[Supplied records — start]

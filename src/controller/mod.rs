//! Reconciliation of tenant clusters and node pools
//!
//! The kube-rs controller runtime calls into [`reconcile`], which hands the
//! object to the matching resource set. A resource set is an ordered
//! pipeline of steps sharing one [`context::RunContext`] per run.

pub mod change;
pub mod context;
mod reconcile;
pub mod resource;
pub mod resources;
pub mod sets;

pub use reconcile::{
    error_requeue, followup, reconcile_cluster, reconcile_drain, reconcile_node_pool, Context,
    Followup, ReconcileError, FINALIZER,
};
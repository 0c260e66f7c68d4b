use super::cluster::default_docker_volume_size_gb;
use super::{Condition, NetworkStatus, ScalingSpec};
use kube::CustomResource;
use schemars::JsonSchema;
use serde::{Deserialize, Serialize};

/// NodePool is a Custom Resource describing a group of workers of a tenant cluster
#[derive(CustomResource, Serialize, Deserialize, Clone, Debug, JsonSchema)]
#[kube(
    group = "strato.io",
    version = "v1alpha1",
    kind = "NodePool",
    namespaced,
    status = "NodePoolStatus",
    shortname = "np",
    printcolumn = r#"{"name":"Cluster", "type":"string", "jsonPath":".spec.clusterId"}"#,
    printcolumn = r#"{"name":"Min", "type":"integer", "jsonPath":".spec.scaling.min"}"#,
    printcolumn = r#"{"name":"Max", "type":"integer", "jsonPath":".spec.scaling.max"}"#,
    printcolumn = r#"{"name":"CIDR", "type":"string", "jsonPath":".status.network.cidr"}"#
)]
#[serde(rename_all = "camelCase")]
pub struct NodePoolSpec {
    /// Id of the tenant cluster this node pool belongs to
    pub cluster_id: String,

    /// Unique node pool id within the cluster
    pub node_pool_id: String,

    /// Instance type of the workers
    pub instance_type: String,

    /// Size of the docker volume in GB
    #[serde(default = "default_docker_volume_size_gb")]
    pub docker_volume_size_gb: i32,

    /// Autoscaling bounds
    pub scaling: ScalingSpec,

    /// Availability zones the workers are spread across
    #[serde(default)]
    pub availability_zones: Vec<String>,
}

/// Status of the NodePool
#[derive(Serialize, Deserialize, Clone, Debug, Default, PartialEq, JsonSchema)]
#[serde(rename_all = "camelCase")]
pub struct NodePoolStatus {
    /// Network range allocated to this node pool
    #[serde(skip_serializing_if = "Option::is_none")]
    pub network: Option<NetworkStatus>,

    #[serde(default)]
    pub conditions: Vec<Condition>,
}

impl NodePool {
    /// CIDR allocated to this node pool, if any
    pub fn network_cidr(&self) -> Option<&str> {
        self.status
            .as_ref()
            .and_then(|s| s.network.as_ref())
            .map(|n| n.cidr.as_str())
            .filter(|c| !c.is_empty())
    }

    pub fn stack_name(&self) -> String {
        format!(
            "cluster-{}-pool-{}",
            self.spec.cluster_id, self.spec.node_pool_id
        )
    }

    pub fn asg_name(&self) -> String {
        format!(
            "cluster-{}-pool-{}-workers",
            self.spec.cluster_id, self.spec.node_pool_id
        )
    }
}
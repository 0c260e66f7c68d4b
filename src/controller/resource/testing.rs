//! Scripted pipeline steps for unit tests
#![allow(clippy::unwrap_used)] // Test helper can use unwrap

use super::{Resource, ResourceError};
use crate::controller::context::RunContext;
use async_trait::async_trait;
use std::sync::{Arc, Mutex};

/// Shared, ordered record of step calls ("create:<name>" / "delete:<name>")
pub type CallLog = Arc<Mutex<Vec<String>>>;

pub fn call_log() -> CallLog {
    Arc::new(Mutex::new(Vec::new()))
}

pub fn calls(log: &CallLog) -> Vec<String> {
    log.lock().unwrap().clone()
}

pub struct ScriptedStep {
    name: String,
    log: CallLog,
    cancel: bool,
    failures: Mutex<Vec<ResourceError>>,
}

impl ScriptedStep {
    pub fn new(name: &str, log: &CallLog) -> Self {
        ScriptedStep {
            name: name.to_string(),
            log: log.clone(),
            cancel: false,
            failures: Mutex::new(Vec::new()),
        }
    }

    /// Cancel the run on every call
    pub fn canceling(mut self) -> Self {
        self.cancel = true;
        self
    }

    /// Fail the next calls with these errors, front to back
    pub fn failing(self, errors: Vec<ResourceError>) -> Self {
        *self.failures.lock().unwrap() = errors;
        self
    }

    pub fn boxed<K: Send + Sync + 'static>(self) -> Box<dyn Resource<K>> {
        Box::new(self)
    }

    fn step(&self, action: &str, run: &mut RunContext) -> Result<(), ResourceError> {
        self.log
            .lock()
            .unwrap()
            .push(format!("{}:{}", action, self.name));

        let mut failures = self.failures.lock().unwrap();
        if !failures.is_empty() {
            return Err(failures.remove(0));
        }
        if self.cancel {
            run.cancel_reconciliation();
        }
        Ok(())
    }
}

#[async_trait]
impl<K: Send + Sync + 'static> Resource<K> for ScriptedStep {
    fn name(&self) -> &str {
        &self.name
    }

    async fn ensure_created(&self, run: &mut RunContext, _obj: &K) -> Result<(), ResourceError> {
        self.step("create", run)
    }

    async fn ensure_deleted(&self, run: &mut RunContext, _obj: &K) -> Result<(), ResourceError> {
        self.step("delete", run)
    }
}
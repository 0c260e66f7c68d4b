//! Cloud provider interface
//!
//! Narrow view of the cloud provider API consumed by the pipeline steps.
//! Every call may fail with a generic provider error, or with `NotFound` /
//! `AlreadyExists` which callers branch on explicitly.

pub mod http;
pub mod template;

use async_trait::async_trait;
use ipnet::Ipv4Net;
use serde::{Deserialize, Serialize};
use std::collections::BTreeMap;
use thiserror::Error;

#[derive(Debug, Error, Clone, PartialEq)]
pub enum CloudError {
    #[error("{0} not found")]
    NotFound(String),

    #[error("{0} already exists")]
    AlreadyExists(String),

    #[error("cloud provider error: {0}")]
    Provider(String),
}

impl CloudError {
    pub fn is_not_found(&self) -> bool {
        matches!(self, CloudError::NotFound(_))
    }

    pub fn is_already_exists(&self) -> bool {
        matches!(self, CloudError::AlreadyExists(_))
    }
}

#[derive(Serialize, Deserialize, Clone, Copy, Debug, PartialEq, Eq, PartialOrd, Ord)]
#[serde(rename_all = "lowercase")]
pub enum SubnetKind {
    Public,
    Private,
}

#[derive(Serialize, Deserialize, Clone, Debug, PartialEq)]
#[serde(rename_all = "camelCase")]
pub struct Vpc {
    pub id: String,
    pub cidr: Ipv4Net,
}

#[derive(Serialize, Deserialize, Clone, Debug, PartialEq)]
#[serde(rename_all = "camelCase")]
pub struct Subnet {
    pub id: String,
    pub cidr: Ipv4Net,
    pub availability_zone: String,
    pub kind: SubnetKind,
}

#[derive(Serialize, Deserialize, Clone, Debug, PartialEq)]
#[serde(rename_all = "camelCase")]
pub struct RouteTable {
    pub id: String,
    pub availability_zone: String,
    pub kind: SubnetKind,
}

#[derive(Serialize, Deserialize, Clone, Debug, PartialEq)]
pub struct SecurityGroup {
    pub id: String,
    pub name: String,
}

/// Stack lifecycle states as reported by the provider
#[derive(Serialize, Deserialize, Clone, Copy, Debug, PartialEq, Eq)]
#[serde(rename_all = "SCREAMING_SNAKE_CASE")]
pub enum StackStatus {
    CreateInProgress,
    CreateComplete,
    CreateFailed,
    UpdateInProgress,
    UpdateCompleteCleanupInProgress,
    UpdateComplete,
    UpdateRollbackInProgress,
    UpdateRollbackCompleteCleanupInProgress,
    UpdateRollbackComplete,
    UpdateRollbackFailed,
    RollbackInProgress,
    RollbackComplete,
    RollbackFailed,
    DeleteInProgress,
    DeleteComplete,
    DeleteFailed,
}

impl StackStatus {
    /// The stack is moving between states and must not be touched
    pub fn is_transitioning(self) -> bool {
        matches!(
            self,
            StackStatus::CreateInProgress
                | StackStatus::UpdateInProgress
                | StackStatus::UpdateCompleteCleanupInProgress
                | StackStatus::UpdateRollbackInProgress
                | StackStatus::UpdateRollbackCompleteCleanupInProgress
                | StackStatus::RollbackInProgress
                | StackStatus::DeleteInProgress
        )
    }

    /// The stack ended in a state that needs human attention
    pub fn is_failed(self) -> bool {
        matches!(
            self,
            StackStatus::CreateFailed
                | StackStatus::RollbackComplete
                | StackStatus::RollbackFailed
                | StackStatus::UpdateRollbackFailed
                | StackStatus::DeleteFailed
        )
    }
}

#[derive(Serialize, Deserialize, Clone, Debug, PartialEq)]
#[serde(rename_all = "camelCase")]
pub struct Stack {
    pub name: String,
    pub status: StackStatus,
    #[serde(default)]
    pub outputs: BTreeMap<String, String>,
}

#[derive(Serialize, Deserialize, Clone, Debug, PartialEq)]
#[serde(rename_all = "camelCase")]
pub struct StackInput {
    pub name: String,
    pub template_body: String,
    #[serde(default)]
    pub tags: BTreeMap<String, String>,
}

#[derive(Serialize, Deserialize, Clone, Debug, Default, PartialEq)]
#[serde(rename_all = "camelCase")]
pub struct AutoScalingGroup {
    pub name: String,
    pub min_size: i32,
    pub max_size: i32,
    pub desired_capacity: i32,
}

/// Instance held in the terminate lifecycle hook of an autoscaling group
#[derive(Serialize, Deserialize, Clone, Debug, PartialEq)]
#[serde(rename_all = "camelCase")]
pub struct LifecycleInstance {
    pub instance_id: String,
    pub private_ip: String,
}

/// Cloud provider operations used by the pipeline
#[async_trait]
pub trait CloudProvider: Send + Sync {
    async fn account_id(&self) -> Result<String, CloudError>;

    async fn describe_vpc(&self, cluster_id: &str) -> Result<Vpc, CloudError>;

    async fn describe_subnets(&self, cluster_id: &str) -> Result<Vec<Subnet>, CloudError>;

    async fn describe_route_tables(&self, cluster_id: &str) -> Result<Vec<RouteTable>, CloudError>;

    async fn describe_security_groups(
        &self,
        cluster_id: &str,
    ) -> Result<Vec<SecurityGroup>, CloudError>;

    /// Stacks matching the name; `NotFound` when there are none
    async fn describe_stacks(&self, name: &str) -> Result<Vec<Stack>, CloudError>;

    async fn create_stack(&self, input: &StackInput) -> Result<(), CloudError>;

    async fn update_stack(&self, input: &StackInput) -> Result<(), CloudError>;

    async fn delete_stack(&self, name: &str) -> Result<(), CloudError>;

    async fn describe_auto_scaling_group(&self, name: &str)
        -> Result<AutoScalingGroup, CloudError>;

    async fn describe_terminating_instances(
        &self,
        asg_name: &str,
    ) -> Result<Vec<LifecycleInstance>, CloudError>;

    async fn complete_lifecycle_action(
        &self,
        asg_name: &str,
        instance_id: &str,
    ) -> Result<(), CloudError>;
}

/// Tags applied to every stack of a cluster
pub fn stack_tags(cluster_id: &str, operator_version: &str) -> BTreeMap<String, String> {
    BTreeMap::from([
        ("strato.io/cluster".to_string(), cluster_id.to_string()),
        (
            "strato.io/operator-version".to_string(),
            operator_version.to_string(),
        ),
    ])
}

#[cfg(test)]
pub(crate) mod fake;
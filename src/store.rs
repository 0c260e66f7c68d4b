//! Declarative object store
//!
//! Narrow access to the declared objects and their status sub-resource.
//! The production implementation is backed by the Kubernetes API; status
//! writes are JSON merge patches, last write wins per field.

use async_trait::async_trait;
use kube::api::{Api, DeleteParams, ListParams, Patch, PatchParams, PostParams};
use kube::core::{ClusterResourceScope, NamespaceResourceScope};
use kube::{Client, Resource, ResourceExt};
use serde::de::DeserializeOwned;
use serde::Serialize;
use std::fmt::Debug;
use std::marker::PhantomData;
use thiserror::Error;
use tracing::debug;

/// Field manager used for every write
pub const FIELD_MANAGER: &str = "strato";

#[derive(Debug, Error)]
pub enum StoreError {
    #[error("Kubernetes API error: {0}")]
    Kube(#[from] kube::Error),

    #[error("{0} has no namespace")]
    MissingNamespace(String),

    #[error("{0} already exists")]
    AlreadyExists(String),

    #[error("{0} not found")]
    NotFound(String),
}

#[async_trait]
pub trait ObjectStore<K>: Send + Sync {
    /// List all objects of this kind across namespaces
    async fn list(&self) -> Result<Vec<K>, StoreError>;

    /// Fresh read of an object; None once it is gone
    async fn get(&self, obj: &K) -> Result<Option<K>, StoreError>;

    /// Merge-patch the status sub-resource of an object
    async fn patch_status(&self, obj: &K, status: serde_json::Value) -> Result<(), StoreError>;

    async fn create(&self, obj: &K) -> Result<(), StoreError>;

    /// Delete an object; deleting a missing object succeeds
    async fn delete(&self, obj: &K) -> Result<(), StoreError>;
}

/// Kubernetes API backed object store
pub struct KubeStore<K> {
    client: Client,
    _kind: PhantomData<fn() -> K>,
}

impl<K> KubeStore<K> {
    pub fn new(client: Client) -> Self {
        KubeStore {
            client,
            _kind: PhantomData,
        }
    }
}

impl<K> KubeStore<K>
where
    K: Resource<Scope = NamespaceResourceScope, DynamicType = ()>,
{
    fn namespaced_api(&self, obj: &K) -> Result<Api<K>, StoreError> {
        let namespace = obj
            .namespace()
            .ok_or_else(|| StoreError::MissingNamespace(obj.name_any()))?;
        Ok(Api::namespaced(self.client.clone(), &namespace))
    }
}

#[async_trait]
impl<K> ObjectStore<K> for KubeStore<K>
where
    K: Resource<Scope = NamespaceResourceScope, DynamicType = ()>
        + Clone
        + Debug
        + Serialize
        + DeserializeOwned
        + Send
        + Sync
        + 'static,
{
    async fn list(&self) -> Result<Vec<K>, StoreError> {
        let api: Api<K> = Api::all(self.client.clone());
        Ok(api.list(&ListParams::default()).await?.items)
    }

    async fn get(&self, obj: &K) -> Result<Option<K>, StoreError> {
        let api = self.namespaced_api(obj)?;
        Ok(api.get_opt(&obj.name_any()).await?)
    }

    async fn patch_status(&self, obj: &K, status: serde_json::Value) -> Result<(), StoreError> {
        let api = self.namespaced_api(obj)?;
        let name = obj.name_any();
        debug!(object = %name, "Patching status");

        let patch = serde_json::json!({ "status": status });
        api.patch_status(&name, &PatchParams::apply(FIELD_MANAGER), &Patch::Merge(&patch))
            .await?;
        Ok(())
    }

    async fn create(&self, obj: &K) -> Result<(), StoreError> {
        let api = self.namespaced_api(obj)?;
        match api.create(&PostParams::default(), obj).await {
            Ok(_) => Ok(()),
            Err(kube::Error::Api(err)) if err.code == 409 => {
                Err(StoreError::AlreadyExists(obj.name_any()))
            }
            Err(e) => Err(StoreError::Kube(e)),
        }
    }

    async fn delete(&self, obj: &K) -> Result<(), StoreError> {
        let api = self.namespaced_api(obj)?;
        match api.delete(&obj.name_any(), &DeleteParams::default()).await {
            Ok(_) => Ok(()),
            Err(kube::Error::Api(err)) if err.code == 404 => Ok(()),
            Err(e) => Err(StoreError::Kube(e)),
        }
    }
}

/// Kubernetes API backed store for cluster-scoped kinds
pub struct KubeClusterStore<K> {
    client: Client,
    _kind: PhantomData<fn() -> K>,
}

impl<K> KubeClusterStore<K> {
    pub fn new(client: Client) -> Self {
        KubeClusterStore {
            client,
            _kind: PhantomData,
        }
    }
}

#[async_trait]
impl<K> ObjectStore<K> for KubeClusterStore<K>
where
    K: Resource<Scope = ClusterResourceScope, DynamicType = ()>
        + Clone
        + Debug
        + Serialize
        + DeserializeOwned
        + Send
        + Sync
        + 'static,
{
    async fn list(&self) -> Result<Vec<K>, StoreError> {
        let api: Api<K> = Api::all(self.client.clone());
        Ok(api.list(&ListParams::default()).await?.items)
    }

    async fn get(&self, obj: &K) -> Result<Option<K>, StoreError> {
        let api: Api<K> = Api::all(self.client.clone());
        Ok(api.get_opt(&obj.name_any()).await?)
    }

    async fn patch_status(&self, obj: &K, status: serde_json::Value) -> Result<(), StoreError> {
        let api: Api<K> = Api::all(self.client.clone());
        let patch = serde_json::json!({ "status": status });
        api.patch_status(
            &obj.name_any(),
            &PatchParams::apply(FIELD_MANAGER),
            &Patch::Merge(&patch),
        )
        .await?;
        Ok(())
    }

    async fn create(&self, obj: &K) -> Result<(), StoreError> {
        let api: Api<K> = Api::all(self.client.clone());
        match api.create(&PostParams::default(), obj).await {
            Ok(_) => Ok(()),
            Err(kube::Error::Api(err)) if err.code == 409 => {
                Err(StoreError::AlreadyExists(obj.name_any()))
            }
            Err(e) => Err(StoreError::Kube(e)),
        }
    }

    async fn delete(&self, obj: &K) -> Result<(), StoreError> {
        let api: Api<K> = Api::all(self.client.clone());
        match api.delete(&obj.name_any(), &DeleteParams::default()).await {
            Ok(_) => Ok(()),
            Err(kube::Error::Api(err)) if err.code == 404 => Ok(()),
            Err(e) => Err(StoreError::Kube(e)),
        }
    }
}

#[cfg(test)]
pub(crate) mod memory;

[Supplied records — finish]

Exercise
Only a number is required here: the count of lines in these entries that hold "AutoScalingGroup".

Task response
2